**Work instruction:** The lines from the start of the data through the line with "use crate::error::ScalerError;" are to be returned verbatim; all later lines are to be omitted.

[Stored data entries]
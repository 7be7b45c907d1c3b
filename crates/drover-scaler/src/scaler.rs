//! Size-driven group supervisor.

use std::sync::atomic::{AtomicBool, Ordering};
use std::time::Duration;

use tokio::sync::watch;
use tracing::{debug, info, warn};

use drover_spi::{InstanceDescription, InstanceId};

use crate::error::ScalerError;
use crate::scaled::Scaled;

/// Action for one convergence pass, computed from a single observation.
#[derive(Debug, Clone, PartialEq, Eq)]
pub enum ScalePlan {
    /// Observed membership matches the target.
    Hold,
    /// Provision this many new members.
    Create(u32),
    /// Destroy exactly these members.
    Destroy(Vec<InstanceId>),
}

/// Compute the action that converges `observed` onto `target` members.
///
/// Excess members are chosen by sorting identifiers ascending and taking
/// the lowest, so any process computing a plan over the same observation
/// picks the same victims instead of each picking its own.
pub fn plan(observed: &[InstanceDescription], target: u32) -> ScalePlan {
    let target = target as usize;
    match observed.len() {
        n if n == target => ScalePlan::Hold,
        n if n < target => ScalePlan::Create((target - n) as u32),
        n => {
            let mut ids: Vec<InstanceId> = observed.iter().map(|d| d.id.clone()).collect();
            ids.sort_unstable();
            ids.truncate(n - target);
            ScalePlan::Destroy(ids)
        }
    }
}

/// Supervisor that keeps a [`Scaled`] group at a fixed member count.
///
/// Construct it with [`new`](Scaler::new), drive it with
/// [`run`](Scaler::run), and end it with [`stop`](Scaler::stop). A scaler
/// runs at most once; after it stops, converging the group again takes a
/// fresh instance.
pub struct Scaler<S> {
    scaled: S,
    target: u32,
    poll_interval: Duration,
    buffer: u32,
    started: AtomicBool,
    stop_tx: watch::Sender<bool>,
    stop_rx: watch::Receiver<bool>,
}

impl<S: Scaled> Scaler<S> {
    /// Create a scaler that converges `scaled` on `target` members, one
    /// observation every `poll_interval`.
    ///
    /// `buffer` declares over-provisioning headroom. It is validated and
    /// carried on the scaler but does not currently alter the computed
    /// delta; see the note in [`run`](Scaler::run)'s pass logic.
    pub fn new(
        scaled: S,
        target: u32,
        poll_interval: Duration,
        buffer: u32,
    ) -> Result<Self, ScalerError> {
        if poll_interval.is_zero() {
            return Err(ScalerError::ZeroPollInterval);
        }
        let (stop_tx, stop_rx) = watch::channel(false);
        Ok(Self {
            scaled,
            target,
            poll_interval,
            buffer,
            started: AtomicBool::new(false),
            stop_tx,
            stop_rx,
        })
    }

    /// Desired member count.
    pub fn target(&self) -> u32 {
        self.target
    }

    /// Configured over-provisioning headroom.
    pub fn buffer(&self) -> u32 {
        self.buffer
    }

    /// Drive convergence passes until [`stop`](Scaler::stop) is observed.
    ///
    /// The first pass runs immediately; afterwards the loop sleeps
    /// `poll_interval` between passes, waking early when stop is
    /// signaled. Stop is only checked at pass boundaries, so an in-flight
    /// pass always finishes its backend calls.
    ///
    /// Calling `run` a second time, or after `stop`, returns immediately
    /// without touching the backend.
    pub async fn run(&self) {
        if self.started.swap(true, Ordering::SeqCst) {
            warn!(desired = self.target, "scaler already ran once; ignoring");
            return;
        }

        info!(
            desired = self.target,
            buffer = self.buffer,
            interval = ?self.poll_interval,
            "scaler started"
        );

        let mut stop = self.stop_rx.clone();
        loop {
            if *stop.borrow() {
                break;
            }

            self.converge().await;

            tokio::select! {
                _ = tokio::time::sleep(self.poll_interval) => {}
                _ = stop.wait_for(|stopped| *stopped) => break,
            }
        }

        info!(desired = self.target, "scaler stopped");
    }

    /// Request termination.
    ///
    /// Returns immediately, may be called from any task, any number of
    /// times, before or after [`run`](Scaler::run). After the signal is
    /// set, at most the pass already in flight completes.
    pub fn stop(&self) {
        let _ = self.stop_tx.send(true);
    }

    /// One observe/decide/act pass.
    async fn converge(&self) {
        let observed = match self.scaled.list().await {
            Ok(observed) => observed,
            Err(e) => {
                // Creating or destroying based on an observation we do
                // not have would be guesswork; wait for the next tick.
                warn!(error = %e, "failed to list group members, skipping pass");
                return;
            }
        };

        // TODO: fold `buffer` into the desired count once its headroom
        // semantics are settled; today the target alone drives the delta.
        match plan(&observed, self.target) {
            ScalePlan::Hold => {
                debug!(size = observed.len(), "group is at the target size");
            }
            ScalePlan::Create(missing) => {
                info!(
                    observed = observed.len(),
                    desired = self.target,
                    missing,
                    "group is below target, creating instances"
                );
                for _ in 0..missing {
                    if let Err(e) = self.scaled.create_one(None).await {
                        warn!(error = %e, "failed to create instance");
                    }
                }
            }
            ScalePlan::Destroy(ids) => {
                info!(
                    observed = observed.len(),
                    desired = self.target,
                    excess = ids.len(),
                    "group is above target, destroying instances"
                );
                for id in &ids {
                    if let Err(e) = self.scaled.destroy(id).await {
                        warn!(%id, error = %e, "failed to destroy instance");
                    }
                }
            }
        }
    }
}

**Solution:**
repository 7be7b45c907d1c3b
filename crates/drover-scaler/src/scaler.rs
//! Size-driven group supervisor.

use std::sync::atomic::{AtomicBool, Ordering};
use std::time::Duration;

use tokio::sync::watch;
use tracing::{debug, info, warn};

use drover_spi::{InstanceDescription, InstanceId};

use crate::error::ScalerError;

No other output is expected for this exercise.